[Collected data entries]
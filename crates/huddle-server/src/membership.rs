//! Conversation lifecycle and participant sets.
//!
//! Each mutation is a handful of independent store calls. Two concurrent
//! mutations of one conversation can interleave; membership rows make
//! single adds and removals atomic, anything beyond that is
//! last-writer-wins.

use std::collections::BTreeSet;

use chrono::{DateTime, Utc};
use serde::Serialize;
use serde_json::json;
use tracing::{info, warn};

use huddle_shared::constants::MASTER_CONVERSATION_NAME;
use huddle_shared::protocol::notice;
use huddle_shared::{ConversationId, UserId};
use huddle_store::{ChatEvent, Conversation, Database, User};

use crate::broadcast::Broadcaster;
use crate::error::ChatError;
use crate::ledger::{require_participant, EventLedger};
use crate::store::Store;

/// A conversation as one particular viewer sees it.
#[derive(Debug, Clone, Serialize)]
#[serde(rename_all = "camelCase")]
pub struct ConversationView {
    pub id: ConversationId,
    /// Display name for the viewer.
    pub name: String,
    pub group_name: Option<String>,
    pub avatar: Option<String>,
    pub created_by: Option<UserId>,
    pub is_public: bool,
    pub participant_ids: Vec<UserId>,
    /// Profiles of the participants known to this server.
    pub participants: Vec<User>,
    pub last_event: Option<ChatEvent>,
    pub created_at: DateTime<Utc>,
    pub updated_at: DateTime<Utc>,
}

impl ConversationView {
    fn build(
        conversation: Conversation,
        participants: Vec<User>,
        last_event: Option<ChatEvent>,
        viewer: &UserId,
    ) -> Self {
        let name = display_name(&conversation, &participants, viewer);
        Self {
            id: conversation.id,
            name,
            group_name: conversation.name,
            avatar: conversation.avatar,
            created_by: conversation.created_by,
            is_public: conversation.is_public,
            participant_ids: conversation.participants,
            participants,
            last_event,
            created_at: conversation.created_at,
            updated_at: conversation.updated_at,
        }
    }
}

/// Master gets its fixed name, groups their own; otherwise the other
/// participants' usernames, falling back to the viewer's.
fn display_name(conversation: &Conversation, participants: &[User], viewer: &UserId) -> String {
    if conversation.id.is_master() {
        return MASTER_CONVERSATION_NAME.to_string();
    }
    if let Some(name) = conversation.name.as_deref().filter(|n| !n.trim().is_empty()) {
        return name.to_string();
    }

    let others: Vec<&str> = participants
        .iter()
        .filter(|u| &u.id != viewer)
        .map(|u| u.username.as_str())
        .collect();
    if !others.is_empty() {
        return others.join(", ");
    }

    participants
        .iter()
        .find(|u| &u.id == viewer)
        .map(|u| u.username.clone())
        .unwrap_or_else(|| viewer.to_string())
}

fn load_view(
    db: &Database,
    conversation: Conversation,
    viewer: &UserId,
) -> huddle_store::Result<ConversationView> {
    let participants = db.get_users(&conversation.participants)?;
    let last_event = db.last_event(&conversation.id)?;
    Ok(ConversationView::build(
        conversation,
        participants,
        last_event,
        viewer,
    ))
}

fn non_blank(value: Option<String>) -> Option<String> {
    value
        .map(|v| v.trim().to_string())
        .filter(|v| !v.is_empty())
}

#[derive(Clone)]
pub struct MembershipService {
    store: Store,
    broadcaster: Broadcaster,
    ledger: EventLedger,
}

impl MembershipService {
    pub fn new(store: Store, broadcaster: Broadcaster, ledger: EventLedger) -> Self {
        Self {
            store,
            broadcaster,
            ledger,
        }
    }

    /// Conversations `user_id` is in, newest activity first.
    pub async fn list_for_user(
        &self,
        user_id: &UserId,
        since: Option<DateTime<Utc>>,
    ) -> Result<Vec<ConversationView>, ChatError> {
        let viewer = user_id.clone();
        self.store
            .call(move |db| {
                db.conversations_for_user(&viewer, since)?
                    .into_iter()
                    .map(|conv| load_view(db, conv, &viewer))
                    .collect()
            })
            .await
    }

    pub async fn create(
        &self,
        creator_id: &UserId,
        participant_ids: Vec<UserId>,
        name: Option<String>,
        avatar: Option<String>,
        is_public: bool,
    ) -> Result<ConversationView, ChatError> {
        let mut members: BTreeSet<UserId> = participant_ids.into_iter().collect();
        members.insert(creator_id.clone());

        let now = Utc::now();
        let conversation = Conversation {
            id: ConversationId::generate(),
            name: non_blank(name),
            avatar: non_blank(avatar),
            created_by: Some(creator_id.clone()),
            is_public,
            participants: members.into_iter().collect(),
            created_at: now,
            updated_at: now,
        };

        let record = conversation.clone();
        let viewer = creator_id.clone();
        let view = self
            .store
            .call(move |db| {
                db.create_conversation(&record)?;
                load_view(db, record, &viewer)
            })
            .await?;

        info!(
            conversation = %conversation.id,
            creator = %creator_id,
            participants = conversation.participants.len(),
            "Conversation created"
        );

        self.broadcaster
            .notify_conversation(
                &conversation.id,
                notice::CONVERSATION_CREATED,
                json!({ "conversation": conversation }),
                std::slice::from_ref(creator_id),
            )
            .await;

        Ok(view)
    }

    /// Add users to an existing conversation. Any caller may invite.
    pub async fn invite(
        &self,
        conversation_id: &ConversationId,
        actor_id: &UserId,
        participant_ids: Vec<UserId>,
    ) -> Result<Conversation, ChatError> {
        if participant_ids.is_empty() {
            return Err(ChatError::Validation("no participants given".into()));
        }

        let conv = conversation_id.clone();
        let (conversation, added) = self
            .store
            .call(move |db| {
                let added = if db.conversation_exists(&conv)? {
                    db.add_participants(&conv, &participant_ids)?
                } else {
                    0
                };
                Ok((db.get_conversation(&conv)?, added))
            })
            .await
            .map_err(not_found_as_conversation)?;

        info!(
            conversation = %conversation_id,
            actor = %actor_id,
            added,
            "Participants invited"
        );

        self.announce_update(&conversation, actor_id).await;
        Ok(conversation)
    }

    /// Join a public conversation.
    pub async fn join(
        &self,
        conversation_id: &ConversationId,
        user_id: &UserId,
    ) -> Result<Conversation, ChatError> {
        let conv = conversation_id.clone();
        let existing = self
            .store
            .call(move |db| db.get_conversation(&conv))
            .await
            .map_err(not_found_as_conversation)?;

        if !existing.is_public {
            return Err(ChatError::Authorization("conversation is not public".into()));
        }
        if existing.has_participant(user_id) {
            return Ok(existing);
        }

        let conv = conversation_id.clone();
        let joiner = user_id.clone();
        let added = self
            .store
            .call(move |db| db.add_participants(&conv, std::slice::from_ref(&joiner)))
            .await?;

        if added > 0 {
            info!(conversation = %conversation_id, user = %user_id, "User joined");
            match self.ledger.create_join(user_id, conversation_id).await {
                Ok(event) => {
                    self.ledger.announce(&event).await;
                }
                Err(e) => warn!(
                    conversation = %conversation_id,
                    user = %user_id,
                    error = %e,
                    "Failed to record JOIN event"
                ),
            }
        }

        let conversation = self.reload(conversation_id).await?;
        self.announce_update(&conversation, user_id).await;
        Ok(conversation)
    }

    /// Silently remove participants. Only the creator, while still a
    /// participant, may do this.
    pub async fn block(
        &self,
        conversation_id: &ConversationId,
        actor_id: &UserId,
        target_ids: Vec<UserId>,
    ) -> Result<Conversation, ChatError> {
        let existing = self.reload(conversation_id).await?;
        if !existing.is_creator(actor_id) || !existing.has_participant(actor_id) {
            return Err(ChatError::Authorization(
                "only the conversation creator may block participants".into(),
            ));
        }

        let conv = conversation_id.clone();
        let removed = self
            .store
            .call(move |db| db.remove_participants(&conv, &target_ids))
            .await?;

        info!(
            conversation = %conversation_id,
            actor = %actor_id,
            removed,
            "Participants blocked"
        );

        let conversation = self.reload(conversation_id).await?;
        self.announce_update(&conversation, actor_id).await;
        Ok(conversation)
    }

    /// Leave a conversation. A visible leave writes the LEAVE event and the
    /// removal together; a hidden leave changes nothing but the participant
    /// set.
    pub async fn leave(
        &self,
        conversation_id: &ConversationId,
        user_id: &UserId,
        hidden: bool,
    ) -> Result<(), ChatError> {
        require_participant(&self.store, conversation_id, user_id).await?;

        let leave_event = if hidden {
            let conv = conversation_id.clone();
            let leaver = user_id.clone();
            self.store
                .call(move |db| db.remove_participants(&conv, std::slice::from_ref(&leaver)))
                .await?;
            None
        } else {
            Some(self.ledger.create_leave(user_id, conversation_id).await?)
        };

        info!(conversation = %conversation_id, user = %user_id, hidden, "User left");

        if let Some(event) = leave_event {
            self.ledger.announce(&event).await;
            if let Ok(conversation) = self.reload(conversation_id).await {
                self.announce_update(&conversation, user_id).await;
            }
        }
        Ok(())
    }

    /// Replace the group name and avatar. Anyone but the creator is told the
    /// conversation does not exist.
    pub async fn update_details(
        &self,
        conversation_id: &ConversationId,
        actor_id: &UserId,
        name: Option<String>,
        avatar: Option<String>,
    ) -> Result<Conversation, ChatError> {
        self.require_creator(conversation_id, actor_id).await?;

        let conv = conversation_id.clone();
        let name = non_blank(name);
        let avatar = non_blank(avatar);
        let conversation = self
            .store
            .call(move |db| {
                db.update_conversation_details(&conv, name.as_deref(), avatar.as_deref())?;
                db.get_conversation(&conv)
            })
            .await
            .map_err(not_found_as_conversation)?;

        info!(conversation = %conversation_id, actor = %actor_id, "Conversation details updated");
        self.announce_update(&conversation, actor_id).await;
        Ok(conversation)
    }

    pub async fn set_public(
        &self,
        conversation_id: &ConversationId,
        actor_id: &UserId,
        is_public: bool,
    ) -> Result<Conversation, ChatError> {
        self.require_creator(conversation_id, actor_id).await?;

        let conv = conversation_id.clone();
        let conversation = self
            .store
            .call(move |db| {
                db.set_conversation_public(&conv, is_public)?;
                db.get_conversation(&conv)
            })
            .await
            .map_err(not_found_as_conversation)?;

        info!(
            conversation = %conversation_id,
            actor = %actor_id,
            is_public,
            "Conversation visibility changed"
        );
        self.announce_update(&conversation, actor_id).await;
        Ok(conversation)
    }

    async fn require_creator(
        &self,
        conversation_id: &ConversationId,
        actor_id: &UserId,
    ) -> Result<(), ChatError> {
        let existing = self.reload(conversation_id).await?;
        if existing.is_creator(actor_id) {
            Ok(())
        } else {
            Err(ChatError::conversation_not_found())
        }
    }

    async fn reload(&self, conversation_id: &ConversationId) -> Result<Conversation, ChatError> {
        let conv = conversation_id.clone();
        self.store
            .call(move |db| db.get_conversation(&conv))
            .await
            .map_err(not_found_as_conversation)
    }

    async fn announce_update(&self, conversation: &Conversation, actor_id: &UserId) {
        self.broadcaster
            .notify_conversation(
                &conversation.id,
                notice::CONVERSATION_UPDATED,
                json!({ "conversation": conversation }),
                std::slice::from_ref(actor_id),
            )
            .await;
    }
}

fn not_found_as_conversation(e: ChatError) -> ChatError {
    match e {
        ChatError::NotFound(_) => ChatError::conversation_not_found(),
        other => other,
    }
}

GOAL OF THE EXERCISE
Filter the records above for lines containing the word "trim", and copy those lines.

OUTPUT BELOW
    if let Some(name) = conversation.name.as_deref().filter(|n| !n.trim().is_empty()) {
        .map(|v| v.trim().to_string())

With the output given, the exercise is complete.